Dataset records:

▽

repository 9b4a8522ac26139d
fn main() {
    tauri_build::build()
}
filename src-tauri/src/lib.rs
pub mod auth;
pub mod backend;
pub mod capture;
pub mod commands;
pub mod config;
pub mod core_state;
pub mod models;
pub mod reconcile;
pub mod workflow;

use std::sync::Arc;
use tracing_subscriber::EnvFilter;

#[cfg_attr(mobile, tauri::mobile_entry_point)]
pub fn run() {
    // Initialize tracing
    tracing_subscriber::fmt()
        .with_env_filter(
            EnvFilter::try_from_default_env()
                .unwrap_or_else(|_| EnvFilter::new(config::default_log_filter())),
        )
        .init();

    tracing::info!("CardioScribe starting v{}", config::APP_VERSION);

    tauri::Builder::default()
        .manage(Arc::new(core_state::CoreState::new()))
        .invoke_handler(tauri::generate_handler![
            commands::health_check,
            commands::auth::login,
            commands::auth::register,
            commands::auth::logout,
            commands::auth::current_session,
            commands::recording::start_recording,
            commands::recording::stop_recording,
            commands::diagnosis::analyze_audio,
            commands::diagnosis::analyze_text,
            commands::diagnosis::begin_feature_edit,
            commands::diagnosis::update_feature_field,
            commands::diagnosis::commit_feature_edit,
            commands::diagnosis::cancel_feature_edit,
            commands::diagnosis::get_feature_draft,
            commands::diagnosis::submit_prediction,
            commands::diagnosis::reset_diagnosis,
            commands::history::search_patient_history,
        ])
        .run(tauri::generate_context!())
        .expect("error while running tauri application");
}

△
▽

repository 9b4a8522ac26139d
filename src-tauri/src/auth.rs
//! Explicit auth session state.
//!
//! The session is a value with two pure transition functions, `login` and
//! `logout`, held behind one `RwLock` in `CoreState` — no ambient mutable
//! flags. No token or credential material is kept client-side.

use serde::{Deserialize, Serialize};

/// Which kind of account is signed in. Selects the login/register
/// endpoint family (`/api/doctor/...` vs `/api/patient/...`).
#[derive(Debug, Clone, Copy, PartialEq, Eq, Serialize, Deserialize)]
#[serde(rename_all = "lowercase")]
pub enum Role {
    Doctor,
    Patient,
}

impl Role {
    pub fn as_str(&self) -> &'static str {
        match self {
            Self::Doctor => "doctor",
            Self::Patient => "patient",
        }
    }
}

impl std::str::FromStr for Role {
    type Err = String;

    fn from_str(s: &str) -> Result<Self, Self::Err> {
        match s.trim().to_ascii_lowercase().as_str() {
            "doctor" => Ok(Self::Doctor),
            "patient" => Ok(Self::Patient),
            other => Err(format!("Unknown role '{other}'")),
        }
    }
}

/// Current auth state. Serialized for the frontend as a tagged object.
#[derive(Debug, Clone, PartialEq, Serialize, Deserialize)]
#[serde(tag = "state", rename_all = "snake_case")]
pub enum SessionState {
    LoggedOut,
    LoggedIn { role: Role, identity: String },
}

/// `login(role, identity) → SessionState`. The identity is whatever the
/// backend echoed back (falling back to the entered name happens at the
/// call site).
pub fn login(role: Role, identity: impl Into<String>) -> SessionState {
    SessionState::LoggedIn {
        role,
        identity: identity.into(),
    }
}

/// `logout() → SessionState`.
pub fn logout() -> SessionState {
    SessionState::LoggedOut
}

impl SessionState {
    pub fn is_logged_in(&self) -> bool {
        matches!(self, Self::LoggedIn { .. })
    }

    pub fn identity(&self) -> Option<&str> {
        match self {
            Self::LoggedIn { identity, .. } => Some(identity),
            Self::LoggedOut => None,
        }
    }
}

△

▶ **EXERCISE OBJECTIVE**
Which of the lines above include the word "enum"? Copy each of them.

▶ **ANSWER TO THE EXERCISE**
pub enum Role {
pub enum SessionState {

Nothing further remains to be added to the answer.